SUZANNE Yannick

Sport : Football

Club : CSO Amnéville

Date de naissance : 24 octobre 1983

Lieu de naissance : Metz

Biographie


De la finale de Coupe Gambardella gagnée en mai 2001 par les jeunes du FC Metz face au Stade Malherbe de Caen (2-0), ils ne sont finalement que cinq à avoir poursuivi leur carrière à haut niveau : Ludovic Obraniak (Werder Brême), Franck Béria (Lille), Ismaël Bouzid (Kilmarnock, Écosse), Laurent Agouazi (Caen) et Ludovic Butelle (Arles-Avignon). Cinq sur les seize joueurs qui apparaissaient alors sur la feuille de match. Dans l’ombre du gardien titulaire, Ludovic Butelle, se trouvait Yannick Suzanne. Un sacre sauce aigre-douce. Forcément. « Je garde un bon souvenir de ce 26 mai 2001, avoue Yannick Suzanne. Même si je n’ai pas participé à la finale, j’avais quand même participé au parcours en jouant quelques matchs. Mais forcément, c’est différent quand on est sur le banc. » Enfant du FC Metz qu’il a rejoint en débutants après un court passage à Metz-Devant-les-Ponts, Yannick Suzanne n’a bizarrement jamais eu complètement les faveurs du club, une fois arrivé aux portes du groupe professionnel. Sans l’avouer et sans émettre aucune amertume, le Messin n’a jamais eu vraiment la chance de prouver qu’il pouvait garder les cages messines. « À 17 ans, je jouais un match sur deux avec la CFA, en alternance avec Ludovic Butelle. Ce n’était pas forcément facile de ne pas enchaîner les matchs mais on s’entendait bien avec Ludo. Donc, ce n’était pas un problème. » Une finale au Stade de France avec autant d’observateurs présents qui jettent alors leur dévolu sur le titulaire du jour. Destin manqué. « Ludovic Butelle était plus grande gueule que moi, plus du genre à se mettre en avant. C’est peut-être le regret que j’ai en regardant en arrière. Si je m’étais plus affirmé, cela aurait peut-être changé quelque chose. » On ne saura jamais la suite.

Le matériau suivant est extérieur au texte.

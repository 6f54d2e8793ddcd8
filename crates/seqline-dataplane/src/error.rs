//! Pipeline errors

use thiserror::Error;

/// Result alias for pipeline operations
pub type Result<T> = std::result::Result<T, PipelineError>;

/// Fatal pipeline errors
///
/// Everything here aborts startup. Per-packet conditions (reorder drops,
/// accelerator completion flags) are counted instead.
#[derive(Debug, Error)]
pub enum PipelineError {
    /// Invalid or unreadable configuration
    #[error("configuration error: {0}")]
    Config(String),

    /// Layer list breaks a topology limit
    #[error("invalid topology: {0}")]
    Topology(String),

    /// More workers than cores
    #[error("insufficient cores: {required} required, {available} available")]
    InsufficientCores {
        /// Workers plus the ingress core
        required: usize,
        /// Cores usable by the pipeline
        available: usize,
    },

    /// Ring could not be created
    #[error("ring allocation failed for {name}: {reason}")]
    RingAlloc {
        /// Ring name
        name: String,
        /// What was wrong
        reason: String,
    },

    /// Ring attachments do not fit its declared mode
    #[error("ring {name} declared {mode} but wired with {producers} producer(s) and {consumers} consumer(s)")]
    RingMode {
        /// Ring name
        name: String,
        /// Declared mode
        mode: String,
        /// Attached producers
        producers: usize,
        /// Attached consumers
        consumers: usize,
    },

    /// No stage registered under this name
    #[error("unknown stage type: {0}")]
    UnknownStage(String),

    /// Stage `init` or `process` failed
    #[error("stage {stage} failed: {reason}")]
    Stage {
        /// Stage type
        stage: String,
        /// Failure detail
        reason: String,
    },

    /// Accelerator setup or use failed
    #[error("accelerator error: {0}")]
    Accelerator(String),

    /// Requested more than the device offers
    #[error("device capability mismatch: {0}")]
    DeviceCapability(String),

    /// Rules file unreadable or invalid
    #[error("rule error: {0}")]
    Rules(String),

    /// Ingress source failure
    #[error("ingress error: {0}")]
    Ingress(String),

    /// Worker thread could not be started
    #[error("failed to spawn worker: {0}")]
    SpawnFailed(String),

    /// `run` called twice on one orchestrator
    #[error("pipeline already running")]
    AlreadyRunning,

    /// Filesystem error
    #[error("io error: {0}")]
    Io(#[from] std::io::Error),
}

impl PipelineError {
    /// Shorthand for a stage failure
    pub fn stage(stage: impl Into<String>, reason: impl Into<String>) -> Self {
        Self::Stage {
            stage: stage.into(),
            reason: reason.into(),
        }
    }
}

Intégré au groupe professionnel, Yannick Suzanne apparaîtra même trois fois sur le banc en Ligue 2, après la blessure de Johan Liébus. Sans proposition de contrat stagiaire ou professionnel à l’été 2002, le jeune gardien fait des essais à Bastia et Nancy, sans convaincre. Sans contrat, Yannick Suzanne s’entraîne avec la réserve du FC Metz, avec l’accord de Francis De Taddeo, afin de rester en jambes. « J’ai signé une licence mais je ne pouvais pas jouer en championnat. » À l’été 2003, le gardien, alors âgé de 20 ans, décide d’aller s’essayer à Marmande (CFA), faute de mieux. « C’était la première fois que je quittais mon foyer, ma famille, mes amis. Je me suis dis que cela me ferait le plus grand bien. Outre le fait de découvrir une nouvelle vie, je voulais aussi me relancer sportivement. » Une première saison où il détrône le gardien en place, qui aboutit, pour son club, sur une descente en CFA2, avant de connaître une deuxième saison épanouissante sur le plan personnel. « Je garde un excellent souvenir de mon passage en Lot-et-Garonne. Plus pour les à-côtés que le foot d’ailleurs, mais j’ai grandit là-bas. » Retour à la maison en 2005 où, après un essai à Virton (Belgique), il signe au CSO Amnéville après un appel de David Fanzel, son entraîneur actuel. Neuf ans après, Yannick Suzanne est toujours là. Sans regret. « Je suis bien ici. J’ai acheté une maison à Amnéville, je suis papa depuis peu et je me vois bien finir ici. J’ai connu la CFA avec ce club et de jolis parcours en Coupe de France. » Battu deux fois en trois ans par son club formateur, le FC Metz, en Coupe de France, Yannick Suzanne n’était pas de la partie lors du second acte en novembre dernier, suspendu. À cause de son « petit carton rouge annuel » dixit l’intéressé qui regrette que le premier volet d’Amnéville-Metz reste, pour le public, comme un match qui avait finit en bagarre générale, et non comme une belle opposition où le CSOA n’était pas passé loin de la qualification. « C’est navrant que l’on résume ce match à cela. J’aurais préféré que l’on parle de ce derby autrement. Mais bon, jamais deux sans trois, peut-être qu’on les retrouvera en Coupe de France l’année prochaine ? » D’ici là, le CSOA tentera de retrouver sa place au soleil, en CFA, là où le club mérite d’exister.